__WORK TO COMPLETE__
In the listing below, find each line with the string "PathBuf" and return it.

INFORMATION SHOWN Block Start

//! End-to-end tests for the hiera binary module
//!
//! Each test runs the real `hiera` module binary against a stub lookup
//! script that records its argument vector and replays canned output.

#![cfg(unix)]

use std::fs;
use std::os::unix::fs::PermissionsExt;
use std::path::{Path, PathBuf};

use assert_cmd::Command;
use hiera_module::MODULE_ARGS_KEY;
use predicates::prelude::*;
use serde_json::{Value, json};
use tempfile::TempDir;

/// Write a stub lookup executable that records `"$@"` (one argument
/// per line) and prints the given stdout text.
fn write_stub(dir: &Path, stdout: &str, exit_code: i32) -> (PathBuf, PathBuf) {
    let record = dir.join("recorded-args.txt");
    let stub = dir.join("fake-hiera");
    fs::write(
        &stub,
        format!(
            "#!/bin/sh\nprintf '%s\\n' \"$@\" > '{}'\nprintf '{}'\nexit {}\n",
            record.display(),
            stdout,
            exit_code
        ),
    )
    .unwrap();
    fs::set_permissions(&stub, fs::Permissions::from_mode(0o755)).unwrap();
    (stub, record)
}

/// Write the framework-side args file for one module invocation.
fn write_args_file(dir: &Path, params: Value) -> PathBuf {
    let path = dir.join("args.json");
    fs::write(&path, json!({ (MODULE_ARGS_KEY): params }).to_string()).unwrap();
    path
}

fn run_module(args_file: &Path) -> (Value, bool) {
    let output = Command::cargo_bin("hiera")
        .unwrap()
        .arg(args_file)
        .output()
        .unwrap();
    let payload: Value = serde_json::from_slice(&output.stdout).unwrap();
    (payload, output.status.success())
}

#[test]
fn test_full_lookup_publishes_fact() {
    let temp = TempDir::new().unwrap();
    let (stub, record) = write_stub(temp.path(), "a\\nb\\nc\\n", 0);
    let args_file = write_args_file(
        temp.path(),
        json!({
            "key": "proxy::array_multi",
            "fact": "var_array_multi",
            "path": stub,
            "source": "/etc/hiera.yaml",
            "context": {"environment": "production", "fqdn": "puppet01.localdomain"},
        }),
    );

    let (payload, ok) = run_module(&args_file);

    assert!(ok);
    assert_eq!(payload["changed"], json!(false));
    assert_eq!(payload["ansible_facts"], json!({"var_array_multi": "a\nb\nc"}));
    assert_eq!(payload["rc"], json!(0));

    let argv = fs::read_to_string(record).unwrap();
    assert_eq!(
        argv.lines().collect::<Vec<_>>(),
        vec![
            "-c",
            "/etc/hiera.yaml",
            "proxy::array_multi",
            "environment=production",
            "fqdn=puppet01.localdomain",
        ]
    );
}

#[test]
fn test_bare_key_lookup() {
    let temp = TempDir::new().unwrap();
    let (stub, record) = write_stub(temp.path(), "value\\n", 0);
    let args_file = write_args_file(temp.path(), json!({"key": "line", "path": stub}));

    let (payload, ok) = run_module(&args_file);

    assert!(ok);
    assert_eq!(payload["ansible_facts"], json!({"line": "value"}));
    assert_eq!(payload["fact"], json!("line"));

    let argv = fs::read_to_string(record).unwrap();
    assert_eq!(argv.lines().collect::<Vec<_>>(), vec!["line"]);
}

#[test]
fn test_missing_key_fails_without_spawning() {
    let temp = TempDir::new().unwrap();
    let (stub, record) = write_stub(temp.path(), "never\\n", 0);
    let args_file = write_args_file(temp.path(), json!({"path": stub, "fact": "var"}));

    let (payload, ok) = run_module(&args_file);

    assert!(!ok);
    assert_eq!(payload["failed"], json!(true));
    assert!(!payload["msg"].as_str().unwrap().is_empty());
    assert!(payload.get("ansible_facts").is_none());
    // Validation happens before any subprocess; the stub never ran.
    assert!(!record.exists());
}

#[test]
fn test_nonexistent_executable_fails() {
    let temp = TempDir::new().unwrap();
    let args_file = write_args_file(
        temp.path(),
        json!({"key": "line", "path": temp.path().join("no-such-hiera")}),
    );

    let (payload, ok) = run_module(&args_file);

    assert!(!ok);
    assert_eq!(payload["failed"], json!(true));
    let msg = payload["msg"].as_str().unwrap();
    assert!(msg.contains("no-such-hiera"));
    assert!(payload.get("ansible_facts").is_none());
}

#[test]
fn test_nonzero_exit_still_publishes_fact() {
    let temp = TempDir::new().unwrap();
    let (stub, _record) = write_stub(temp.path(), "nil\\n", 1);
    let args_file = write_args_file(temp.path(), json!({"key": "missing::key", "path": stub}));

    let (payload, ok) = run_module(&args_file);

    assert!(ok);
    assert_eq!(payload["ansible_facts"], json!({"missing::key": "nil"}));
    assert_eq!(payload["rc"], json!(1));
}

#[test]
fn test_missing_args_file_argument() {
    let output = Command::cargo_bin("hiera").unwrap().output().unwrap();
    assert!(!output.status.success());

    let payload: Value = serde_json::from_slice(&output.stdout).unwrap();
    assert_eq!(payload["failed"], json!(true));
}

#[test]
fn test_malformed_args_document() {
    let temp = TempDir::new().unwrap();
    let path = temp.path().join("args.json");
    fs::write(&path, "not json").unwrap();

    Command::cargo_bin("hiera")
        .unwrap()
        .arg(&path)
        .assert()
        .failure()
        .stdout(predicate::str::contains("\"failed\":true"));
}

INFORMATION SHOWN Block End

__WORKED SOLUTION__
use std::path::{Path, PathBuf};
fn write_stub(dir: &Path, stdout: &str, exit_code: i32) -> (PathBuf, PathBuf) {
fn write_args_file(dir: &Path, params: Value) -> PathBuf {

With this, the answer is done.